use std::path::PathBuf;

use thiserror::Error;
use tracing::{error, warn};

/// Error severity for UI display
#[derive(Debug, Clone, Copy, PartialEq, Eq)]
pub enum ErrorSeverity {
    Warning,  // recoverable, logged
    Error,    // operation failed, shown in a dialog
    Critical, // the window cannot do its job
}

/// Domain-specific errors for the scripts manager
#[derive(Error, Debug)]
pub enum ManagerError {
    #[error("Scripts directory '{}' is not accessible: {source}", path.display())]
    ScriptsDir {
        path: PathBuf,
        #[source]
        source: std::io::Error,
    },

    #[error("Failed to change permissions of '{}': {source}", path.display())]
    Permission {
        path: PathBuf,
        #[source]
        source: std::io::Error,
    },

    #[error("No code editor found")]
    EditorNotFound,

    #[error("'{}' is not an executable file", editor.display())]
    EditorNotExecutable { editor: PathBuf },

    #[error("Failed to launch editor '{}': {source}", editor.display())]
    EditorSpawn {
        editor: PathBuf,
        #[source]
        source: std::io::Error,
    },

    #[error("Failed to write configuration '{}': {source}", path.display())]
    ConfigWrite {
        path: PathBuf,
        #[source]
        source: std::io::Error,
    },

    #[error("File watch error: {0}")]
    Watch(#[from] notify::Error),
}

impl ManagerError {
    pub fn severity(&self) -> ErrorSeverity {
        match self {
            Self::ScriptsDir { .. } => ErrorSeverity::Critical,
            Self::Permission { .. } => ErrorSeverity::Error,
            Self::EditorNotFound => ErrorSeverity::Error,
            Self::EditorNotExecutable { .. } => ErrorSeverity::Error,
            Self::EditorSpawn { .. } => ErrorSeverity::Error,
            Self::ConfigWrite { .. } => ErrorSeverity::Warning,
            Self::Watch(_) => ErrorSeverity::Warning,
        }
    }

    /// Text shown in the blocking error dialog
    pub fn user_message(&self) -> String {
        match self {
            Self::ScriptsDir { path, source } => {
                format!("Could not read {}: {}", path.display(), source)
            }
            Self::Permission { path, source } => {
                let name = path
                    .file_name()
                    .map(|n| n.to_string_lossy().into_owned())
                    .unwrap_or_else(|| path.display().to_string());
                format!("Could not change permissions of '{}': {}", name, source)
            }
            Self::EditorNotFound => {
                "No code editor was found. Install VS Code or pick an editor executable."
                    .to_string()
            }
            Self::EditorNotExecutable { editor } => {
                format!("{} is not an executable program.", editor.display())
            }
            Self::EditorSpawn { editor, source } => {
                format!("Could not start {}: {}", editor.display(), source)
            }
            Self::ConfigWrite { path, source } => {
                format!("Could not save {}: {}", path.display(), source)
            }
            Self::Watch(e) => format!("Live updates are unavailable: {}", e),
        }
    }
}

pub type Result<T> = std::result::Result<T, ManagerError>;

/// Extension trait for silent error logging with caller location tracking.
/// Use when the operation is recoverable and the user doesn't need to know.
pub trait ResultExt<T> {
    /// Log error with caller location and return None.
    fn log_err(self) -> Option<T>;
    /// Log as warning with caller location and return None.
    fn warn_on_err(self) -> Option<T>;
}

impl<T, E: std::fmt::Debug> ResultExt<T> for std::result::Result<T, E> {
    #[track_caller]
    fn log_err(self) -> Option<T> {
        match self {
            Ok(value) => Some(value),
            Err(error) => {
                let caller = std::panic::Location::caller();
                error!(
                    error = ?error,
                    file = caller.file(),
                    line = caller.line(),
                    "Operation failed"
                );
                None
            }
        }
    }

    #[track_caller]
    fn warn_on_err(self) -> Option<T> {
        match self {
            Ok(value) => Some(value),
            Err(error) => {
                let caller = std::panic::Location::caller();
                warn!(
                    error = ?error,
                    file = caller.file(),
                    line = caller.line(),
                    "Operation had warning"
                );
                None
            }
        }
    }
}

#[cfg(test)]
mod tests {
    use super::*;
    use std::io;

    #[test]
    fn test_permission_message_uses_file_name() {
        let err = ManagerError::Permission {
            path: PathBuf::from("/home/user/scripts/Open Terminal"),
            source: io::Error::from(io::ErrorKind::PermissionDenied),
        };
        let msg = err.user_message();
        assert!(msg.contains("'Open Terminal'"));
        assert!(!msg.contains("/home/user"));
        assert_eq!(err.severity(), ErrorSeverity::Error);
    }

    #[test]
    fn test_editor_not_found_is_an_error() {
        let err = ManagerError::EditorNotFound;
        assert_eq!(err.severity(), ErrorSeverity::Error);
        assert_eq!(err.to_string(), "No code editor found");
    }

    #[test]
    fn test_log_err_returns_none_on_error() {
        let result: std::result::Result<u32, &str> = Err("boom");
        assert_eq!(result.log_err(), None);

        let result: std::result::Result<u32, &str> = Ok(7);
        assert_eq!(result.warn_on_err(), Some(7));
    }
}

++++

What you should do:
The whole set of records needs to be written out exactly.

Answer to this exercise:
use std::path::PathBuf;

use thiserror::Error;
use tracing::{error, warn};

/// Error severity for UI display
#[derive(Debug, Clone, Copy, PartialEq, Eq)]
pub enum ErrorSeverity {
    Warning,  // recoverable, logged
    Error,    // operation failed, shown in a dialog
    Critical, // the window cannot do its job
}

/// Domain-specific errors for the scripts manager
#[derive(Error, Debug)]
pub enum ManagerError {
    #[error("Scripts directory '{}' is not accessible: {source}", path.display())]
    ScriptsDir {
        path: PathBuf,
        #[source]
        source: std::io::Error,
    },

    #[error("Failed to change permissions of '{}': {source}", path.display())]
    Permission {
        path: PathBuf,
        #[source]
        source: std::io::Error,
    },

    #[error("No code editor found")]
    EditorNotFound,

    #[error("'{}' is not an executable file", editor.display())]
    EditorNotExecutable { editor: PathBuf },

    #[error("Failed to launch editor '{}': {source}", editor.display())]
    EditorSpawn {
        editor: PathBuf,
        #[source]
        source: std::io::Error,
    },

    #[error("Failed to write configuration '{}': {source}", path.display())]
    ConfigWrite {
        path: PathBuf,
        #[source]
        source: std::io::Error,
    },

    #[error("File watch error: {0}")]
    Watch(#[from] notify::Error),
}

impl ManagerError {
    pub fn severity(&self) -> ErrorSeverity {
        match self {
            Self::ScriptsDir { .. } => ErrorSeverity::Critical,
            Self::Permission { .. } => ErrorSeverity::Error,
            Self::EditorNotFound => ErrorSeverity::Error,
            Self::EditorNotExecutable { .. } => ErrorSeverity::Error,
            Self::EditorSpawn { .. } => ErrorSeverity::Error,
            Self::ConfigWrite { .. } => ErrorSeverity::Warning,
            Self::Watch(_) => ErrorSeverity::Warning,
        }
    }

    /// Text shown in the blocking error dialog
    pub fn user_message(&self) -> String {
        match self {
            Self::ScriptsDir { path, source } => {
                format!("Could not read {}: {}", path.display(), source)
            }
            Self::Permission { path, source } => {
                let name = path
                    .file_name()
                    .map(|n| n.to_string_lossy().into_owned())
                    .unwrap_or_else(|| path.display().to_string());
                format!("Could not change permissions of '{}': {}", name, source)
            }
            Self::EditorNotFound => {
                "No code editor was found. Install VS Code or pick an editor executable."
                    .to_string()
            }
            Self::EditorNotExecutable { editor } => {
                format!("{} is not an executable program.", editor.display())
            }
            Self::EditorSpawn { editor, source } => {
                format!("Could not start {}: {}", editor.display(), source)
            }
            Self::ConfigWrite { path, source } => {
                format!("Could not save {}: {}", path.display(), source)
            }
            Self::Watch(e) => format!("Live updates are unavailable: {}", e),
        }
    }
}

pub type Result<T> = std::result::Result<T, ManagerError>;

/// Extension trait for silent error logging with caller location tracking.
/// Use when the operation is recoverable and the user doesn't need to know.
pub trait ResultExt<T> {
    /// Log error with caller location and return None.
    fn log_err(self) -> Option<T>;
    /// Log as warning with caller location and return None.
    fn warn_on_err(self) -> Option<T>;
}

impl<T, E: std::fmt::Debug> ResultExt<T> for std::result::Result<T, E> {
    #[track_caller]
    fn log_err(self) -> Option<T> {
        match self {
            Ok(value) => Some(value),
            Err(error) => {
                let caller = std::panic::Location::caller();
                error!(
                    error = ?error,
                    file = caller.file(),
                    line = caller.line(),
                    "Operation failed"
                );
                None
            }
        }
    }

    #[track_caller]
    fn warn_on_err(self) -> Option<T> {
        match self {
            Ok(value) => Some(value),
            Err(error) => {
                let caller = std::panic::Location::caller();
                warn!(
                    error = ?error,
                    file = caller.file(),
                    line = caller.line(),
                    "Operation had warning"
                );
                None
            }
        }
    }
}

#[cfg(test)]
mod tests {
    use super::*;
    use std::io;

    #[test]
    fn test_permission_message_uses_file_name() {
        let err = ManagerError::Permission {
            path: PathBuf::from("/home/user/scripts/Open Terminal"),
            source: io::Error::from(io::ErrorKind::PermissionDenied),
        };
        let msg = err.user_message();
        assert!(msg.contains("'Open Terminal'"));
        assert!(!msg.contains("/home/user"));
        assert_eq!(err.severity(), ErrorSeverity::Error);
    }

    #[test]
    fn test_editor_not_found_is_an_error() {
        let err = ManagerError::EditorNotFound;
        assert_eq!(err.severity(), ErrorSeverity::Error);
        assert_eq!(err.to_string(), "No code editor found");
    }

    #[test]
    fn test_log_err_returns_none_on_error() {
        let result: std::result::Result<u32, &str> = Err("boom");
        assert_eq!(result.log_err(), None);

        let result: std::result::Result<u32, &str> = Ok(7);
        assert_eq!(result.warn_on_err(), Some(7));
    }
}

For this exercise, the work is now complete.